The antiarrhythmic effect of alpha 1-adrenoceptor antagonists during myocardial ischemia and reperfusion remains controversial. The potential antiarrhythmic properties of indoramin, an alpha 1-antagonist, were assessed in the isolated perfused rat heart during regional ischemia and during sustained reperfusion. Coronary artery ligation (CAL) decreased the ventricular fibrillation threshold (VFT) of control hearts from 9.1 +/- 1.3 (pre-CAL, mean +/- SEM) to 2.1 +/- 0.5 mA 15 min post-CAL (p less than 0.0001). Perfusion with indoramin 10(-8) M (alpha 1-receptor antagonistic concentration) started 5 min prior to CAL did not prevent the fall in VFT after CAL. Indoramin 10(-6) M prevented the fall in VFT after CAL relative to the control group.
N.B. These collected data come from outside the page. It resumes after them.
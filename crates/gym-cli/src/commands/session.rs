//! Session command implementation.

use crate::cli::{CreateSessionArgs, SessionAction, SessionArgs};
use crate::context::Context;
use crate::error::{CliError, Result};
use crate::output::Formatter;
use gym_domain::traits::LearningStore;
use gym_domain::{DocumentCategory, LearningSession};

/// Execute a session command.
pub fn execute_session(args: SessionArgs, ctx: &Context, formatter: &Formatter) -> Result<()> {
    match args.action {
        SessionAction::Create(args) => {
            let requested = args.resources.len() + args.tests.len();
            let session = create_session(ctx, args)?;
            println!("{}", formatter.created("Session", &session.id));

            let linked = session.resource_document_ids.len() + session.test_document_ids.len();
            if linked < requested {
                println!("{}", formatter.warning(&skipped_message(requested - linked)));
            }
        }
        SessionAction::List { project_id } => {
            let store = ctx.store()?;
            if store.get_project(&project_id)?.is_none() {
                return Err(CliError::not_found("Project", &project_id));
            }
            let sessions = store.list_sessions(&project_id)?;
            println!("{}", formatter.format_sessions(&sessions)?);
        }
        SessionAction::Show { id } => {
            let store = ctx.store()?;
            let session = store
                .get_session(&id)?
                .ok_or_else(|| CliError::not_found("Session", &id))?;
            let mut documents = store.session_documents(&id, DocumentCategory::Resource)?;
            documents.extend(store.session_documents(&id, DocumentCategory::Test)?);
            println!("{}", formatter.format_session(&session, &documents)?);
        }
        SessionAction::Attach {
            session_id,
            resources,
            tests,
        } => {
            let requested = resources.len() + tests.len();
            let linked = attach_documents(ctx, &session_id, &resources, &tests)?;
            println!(
                "{}",
                formatter.success(&format!("Linked {} document(s) to {}", linked, session_id))
            );
            if linked < requested {
                println!("{}", formatter.warning(&skipped_message(requested - linked)));
            }
        }
    }
    Ok(())
}

/// Record a session and link the requested documents
///
/// Returns the session as stored, so its document lists show what was
/// actually linked.
pub fn create_session(ctx: &Context, args: CreateSessionArgs) -> Result<LearningSession> {
    let mut session = LearningSession::new(args.project_id, args.duration);
    session.motivation = args.motivation;
    session.learning_objective = args.objective;
    session.metrics.awareness_level = args.awareness;
    session.metrics.confidence_level = args.confidence;
    session.metrics.energy_level = args.energy;
    session.metrics.performance_level = args.performance;
    session.metrics.satisfaction_level = args.satisfaction;
    session.resource_document_ids = args.resources;
    session.test_document_ids = args.tests;

    let mut store = ctx.store()?;
    let id = store.create_session(session)?;
    store
        .get_session(&id)?
        .ok_or_else(|| CliError::not_found("Session", &id))
}

/// Link more documents to an existing session; returns how many were new links
pub fn attach_documents(
    ctx: &Context,
    session_id: &str,
    resources: &[String],
    tests: &[String],
) -> Result<usize> {
    let mut store = ctx.store()?;
    if store.get_session(session_id)?.is_none() {
        return Err(CliError::not_found("Session", session_id));
    }
    let linked = store.link_session_documents(session_id, DocumentCategory::Resource, resources)?
        + store.link_session_documents(session_id, DocumentCategory::Test, tests)?;
    Ok(linked)
}

fn skipped_message(count: usize) -> String {
    format!(
        "{} document(s) skipped: unknown, from another project, of the wrong category, or already linked",
        count
    )
}
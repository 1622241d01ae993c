//! Document command implementation.

use crate::cli::{DocumentAction, DocumentArgs};
use crate::context::Context;
use crate::error::{CliError, Result};
use crate::output::Formatter;
use gym_domain::traits::LearningStore;
use gym_domain::{Document, DocumentCategory};
use gym_store::sanitize_filename;
use std::fs;
use std::path::{Path, PathBuf};
use tracing::{info, warn};

/// Execute a document command.
pub fn execute_document(args: DocumentArgs, ctx: &Context, formatter: &Formatter) -> Result<()> {
    match args.action {
        DocumentAction::Upload {
            project_id,
            path,
            category,
        } => {
            let upload = upload_document(ctx, &project_id, &path, category.into())?;
            if upload.replaced {
                println!(
                    "{}",
                    formatter.success(&format!(
                        "Replaced file of {} ({})",
                        upload.document.filename, upload.document.id
                    ))
                );
            } else {
                println!("{}", formatter.created("Document", &upload.document.id));
            }
        }
        DocumentAction::List {
            project_id,
            category,
        } => {
            let store = ctx.store()?;
            if store.get_project(&project_id)?.is_none() {
                return Err(CliError::not_found("Project", &project_id));
            }
            let category: Option<DocumentCategory> = category.map(Into::into);
            let documents: Vec<Document> = store
                .list_documents(&project_id)?
                .into_iter()
                .filter(|d| category.map_or(true, |c| d.category == c))
                .collect();
            println!("{}", formatter.format_documents(&documents)?);
        }
        DocumentAction::Show { id } => {
            let document = get_document(ctx, &id)?;
            println!("{}", formatter.format_documents(std::slice::from_ref(&document))?);
        }
        DocumentAction::Text { id } => {
            println!("{}", document_text(ctx, &id)?);
        }
        DocumentAction::Download { id, output } => {
            let document = get_document(ctx, &id)?;
            let destination = output.unwrap_or_else(|| PathBuf::from(&document.filename));
            let bytes = ctx.files().read(&document.file_path)?;
            fs::write(&destination, bytes)?;
            println!(
                "{}",
                formatter.success(&format!("Saved {} to {}", document.filename, destination.display()))
            );
        }
        DocumentAction::Delete { id } => {
            let document = get_document(ctx, &id)?;
            ctx.store()?.delete_document(&id)?;
            if let Err(e) = ctx.files().remove(&document.file_path) {
                warn!("Could not remove {}: {}", document.file_path, e);
            }
            println!("{}", formatter.success(&format!("Deleted document {}", id)));
        }
    }
    Ok(())
}

/// Result of an upload
#[derive(Debug)]
pub struct Upload {
    /// The document as stored
    pub document: Document,

    /// Whether an existing document with the same filename got the new file
    pub replaced: bool,
}

/// Copy a local file into the project's upload area and record it
///
/// Uploading a filename the project already has (after sanitizing) replaces
/// that document's file and drops its cached text. The category must match.
pub fn upload_document(
    ctx: &Context,
    project_id: &str,
    path: &Path,
    category: DocumentCategory,
) -> Result<Upload> {
    let original = path
        .file_name()
        .and_then(|n| n.to_str())
        .ok_or_else(|| CliError::InvalidInput(format!("Not a file: {}", path.display())))?;
    let stored_name = sanitize_filename(original).ok_or_else(|| {
        CliError::InvalidInput(format!("Filename '{}' has no usable characters", original))
    })?;
    let bytes = fs::read(path)?;

    let mut store = ctx.store()?;
    if store.get_project(project_id)?.is_none() {
        return Err(CliError::not_found("Project", project_id));
    }
    let existing = store
        .list_documents(project_id)?
        .into_iter()
        .find(|d| d.filename == stored_name);
    if let Some(doc) = &existing {
        if doc.category != category {
            return Err(CliError::InvalidInput(format!(
                "'{}' is already uploaded as a {} document",
                stored_name, doc.category
            )));
        }
    }

    let (stored_name, stored_path) = ctx.files().save(project_id, original, &bytes)?;
    let stored_path = stored_path.to_string_lossy().into_owned();

    let (id, replaced) = match existing {
        Some(doc) => {
            store.replace_document_file(&doc.id, &stored_name, &stored_path)?;
            (doc.id, true)
        }
        None => {
            let document = Document::new(project_id, &stored_name, &stored_path, category);
            (store.create_document(document)?, false)
        }
    };
    info!("Stored {} as document {}", stored_name, id);

    let document = store
        .get_document(&id)?
        .ok_or_else(|| CliError::not_found("Document", &id))?;
    Ok(Upload { document, replaced })
}

/// Plain text of a document, from the cache when caching is enabled
pub fn document_text(ctx: &Context, id: &str) -> Result<String> {
    let document = get_document(ctx, id)?;
    let use_cache = ctx.config().generator.cache_extracted_text;
    if let Some(content) = document.content.filter(|_| use_cache) {
        return Ok(content);
    }

    let text = gym_text::extract(&document.file_path)
        .into_result()
        .map_err(|e| CliError::Extraction(format!("{}: {}", document.filename, e)))?;
    if use_cache {
        ctx.store()?.cache_document_content(id, &text)?;
    }
    Ok(text)
}

fn get_document(ctx: &Context, id: &str) -> Result<Document> {
    ctx.store()?
        .get_document(id)?
        .ok_or_else(|| CliError::not_found("Document", id))
}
Indoramin 10(-5) M markedly increased the VFT before CAL from 9.9 +/- 1.0 to 28.6 +/- 2.9 mA (p less than 0.0001) and prevented the fall in VFT after CAL. During reperfusion, indoramin 10(-5) M decreased the incidence of spontaneous ventricular fibrillation (VF) to 1 of 6 vs. 6 of 6 in the control group (p less than 0.02). Indoramin 10(-5) M preserved adenosine triphosphate in the reperfused myocardium: 2.82 +/- 0.06 vs. 2.16 +/- 0.21 mumol/g in the control group (p less than 0.05). Specific alpha 1-antagonist properties of indoramin did not appear to be involved in the antiarrhythmic effects.